P Mana DOI = DO dari sampel yang diencerkan segera setelah persiapan


[mg / L], DOF = DO sampel diencerkan setelah 5 hari inkubasi pada 20 ° C
[mg / L],
P = volumetrik fraksi desimal dari sampel yang digunakan.
2.3.2 Jumlah total padatan tersuspensi [TSS] tes TSS dilakukan untuk menentukan
efisiensi bio-filter pada perangkap padatan tersuspensi di dalam sistem.
Sebuah wellmixed sampel disaring melalui filter standar ditimbang kaca-
serat dan residu ditahan pada filter dikeringkan hingga berat konstan dari
103 ° C sampai 105 ° C. Peningkatan berat filter mewakili total padatan
tersuspensi. Jika bahan ditangguhkan menyumbat filter dan memperpanjang
filtrasi, mungkin perlu untuk meningkatkan diameter filter atau mengurangi
volume sampel.
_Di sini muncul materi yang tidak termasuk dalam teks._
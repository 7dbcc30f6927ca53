pub mod config;
pub mod error;
pub mod fs;
pub mod import_export;
pub mod models;
pub mod record;
pub mod utils;

// Re-export error types for convenience
pub use error::MarktreeError;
Untuk mendapatkan perkiraan dari total ditangguhkan
 padatan, perbedaan antara padatan terlarut total dan total padatan dihitung
dengan menggunakan persamaan seperti yang ditunjukkan di bawah ini
[16]. [A - B] x 1000 Total Suspended Solids
[mg / L] = [2] ---------------------------------
Contoh Volume [ml] Di mana A = berat filter + residu dikeringkan [mg], B
= berat filter [mg]. http://astonjournals.com/faj Pasal 6 Penelitian 3. Hasil
dan Diskusi 3.1 Direksi Kebutuhan oksigen biokimia [Direksi] penentuan
secara umum telah diakui sebagai yang paling sesuai dan sensitif tes untuk 
deteksi dan pengukuran polusi. Ini telah lama diadopsi sebagai yang paling
Indeks kimia yang bisa dipercaya mengenai keadaan sebenarnya dari sungai
[17]. Telah ditemukan bahwa jika angka BOD lakukan tidak melebihi 4 mg
/ L air bebas dari tanda-tanda polusi. Komisi Royal terkenal klasifikasi
sungai sesuai dengan nilai-nilai BOD ditemukan dapat diterapkan di
  perairan di Malaysia [18] observasi. Sebelum instalasi [Hari 0] bio-filter,
nilai BOD itu tinggi [90 mg / L] dan ini Kondisi ini diklasifikasikan sebagai
sangat tidak tercemar sesuai dengan standar kualitas air untuk akuakultur 
Hal ini mengakibatkan konsentrasi tinggi senyawa organik di dalam kolam.
Kondisi ini akan mendorong mikroorganisme di dalam kolam untuk 
melakukan pekerjaan mereka dengan menguraikan materi organik menjadi
non-berbahaya zat. Kegiatan ini membutuhkan mikroorganisme untuk 
mengkonsumsi banyak oksigen dengan demikian, menurunkan terlarut
oksigen dan meningkatkan tingkat Direksi. Pada hari pertama bio-filter 
 

yang dipasang dan dioperasikan [Hari 1], BOD menurun menjadi 48 mg / L.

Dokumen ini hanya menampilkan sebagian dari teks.